I've been doing a lot of research on Sog growing, and I can't seem to find the right spacing of plants for maximum yield. 

I've read 1 plant per foot but that just seems like a massive waste of space, especially when my understanding of the Sog method is to have as many plants as you can in a small area for max yield. 

The other extreme I've heard is 9 plants per foot, but that sounds like way too many plants for that small an area. 

Right now I think 4 plants might be best, but I think that is probably wrong too.


So I was wondering how many plants could be placed in a foot for the best results? 

All other factors, (light, water, nutes, ect.), would depend on the number of plants per foot. 

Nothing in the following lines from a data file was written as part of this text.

//! Builds the engine's bytecode compiler target.
//!
//! The generated build files stand in for the real inputs: when none of
//! them changed since the last successful build and the artifact is still
//! the one that build produced, nothing runs.

use tracing::{debug, info};

use crate::config::PipelineConfig;
use crate::fingerprint::{Freshness, StepRecord};
use crate::process::{Invocation, run_logged};
use crate::util::hash::{ContentHash, hash_file};

use super::configure::build_fingerprint;
use super::{Completion, StepError, StepOutputs};

pub const NAME: &str = "compile";

pub fn compile_args(config: &PipelineConfig) -> Vec<String> {
  vec![
    "--build".to_string(),
    config.layout.engine_build_dir.display().to_string(),
    "--target".to_string(),
    config.engine.target.clone(),
    "-j".to_string(),
    config.jobs.to_string(),
  ]
}

fn artifact_hash(config: &PipelineConfig) -> Result<Option<ContentHash>, StepError> {
  let artifact = &config.layout.artifact_path;
  if !artifact.is_file() {
    return Ok(None);
  }
  Ok(Some(hash_file(artifact)?))
}

pub async fn compile_target(config: &PipelineConfig) -> Result<Completion, StepError> {
  let layout = &config.layout;
  let record_path = layout.record_path(NAME);

  let inputs = build_fingerprint(config)?.digest();
  let record = StepRecord::read(&record_path)?;

  match artifact_hash(config)? {
    Some(current) => match Freshness::check(record.as_ref(), &inputs, Some(&current)) {
      Freshness::UpToDate => {
        info!(artifact = %layout.artifact_path.display(), "compiled artifact up to date");
        return Ok(Completion::UpToDate);
      }
      Freshness::Stale(reason) => debug!(reason, "compiling"),
    },
    None => debug!(artifact = %layout.artifact_path.display(), "artifact missing, compiling"),
  }

  let invocation = Invocation::new(&layout.cmake_binary, &layout.source_dir)
    .args(compile_args(config))
    .stdout_to(&layout.compile_log)
    .stderr_to(&layout.compile_error_log);
  run_logged(&invocation).await?;

  let Some(produced) = artifact_hash(config)? else {
    return Err(StepError::ArtifactMissing {
      path: layout.artifact_path.clone(),
    });
  };

  // The build itself rewrites some fingerprint files (progress marks), so
  // the recorded inputs are taken after it finishes.
  let inputs = build_fingerprint(config)?.digest();
  StepRecord::new(NAME, &inputs, &produced).write(&record_path)?;

  info!(artifact = %layout.artifact_path.display(), "compiled {}", config.engine.target);
  Ok(Completion::Ran(StepOutputs::single(&layout.artifact_path)))
}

Can anyone help me out on this? 

Thanks everyone.


----------



## KP2 (Sep 15, 2009)

i do 8'' center to center, veg to 12'' and flower.


----------



## SlikWiLL13 (Sep 15, 2009)

theres variables to take into consideration. what medium are you using, what method? the 1 per foot thing prolly has a week or 2 of veg and the 9 per deal is prolly zero veg clones.

i tried cramming 50 clones with a week of veg into a 4x4 E&F tray and lost close to a dozen to overcrowding.


----------



## Dan Halen (Sep 15, 2009)

SlikWiLL13 said:


> theres variables to take into consideration. what medium are you using, what method? the 1 per foot thing prolly has a week or 2 of veg and the 9 per deal is prolly zero veg clones.
> 
> i tried cramming 50 clones with a week of veg into a 4x4 E&F tray and lost close to a dozen to overcrowding.


Well it would be grown in soil, but everything else would depend on the space. I'm just trying to weigh my options right now, so there still are a lot of unknown variables in this situation. But thanks for the help.


----------



## Anonononymous (Sep 15, 2009)

9 per M^2 is the standard in my area.

EDIT: Soil grown, not hydro.


----------



## bushmang (Sep 15, 2009)

i put 25 to 30 cm space in between the plants measuring from stem to stem not pot to pot. this is what soma recommends and i must say it works out nice i put 18 per m2 which i believe is the standard for sog. if i have an additional week to 10 days to veg i uncle ben them and they really fill the space out nice with colas pocking out every where.


----------



## Dan Halen (Sep 22, 2009)

bushmang said:


> i put 25 to 30 cm space in between the plants measuring from stem to stem not pot to pot. this is what soma recommends and i must say it works out nice i put 18 per m2 which i believe is the standard for sog. if i have an additional week to 10 days to veg i uncle ben them and they really fill the space out nice with colas pocking out every where.


Damn man, that sounds awesome! Thanks for the advice.


----------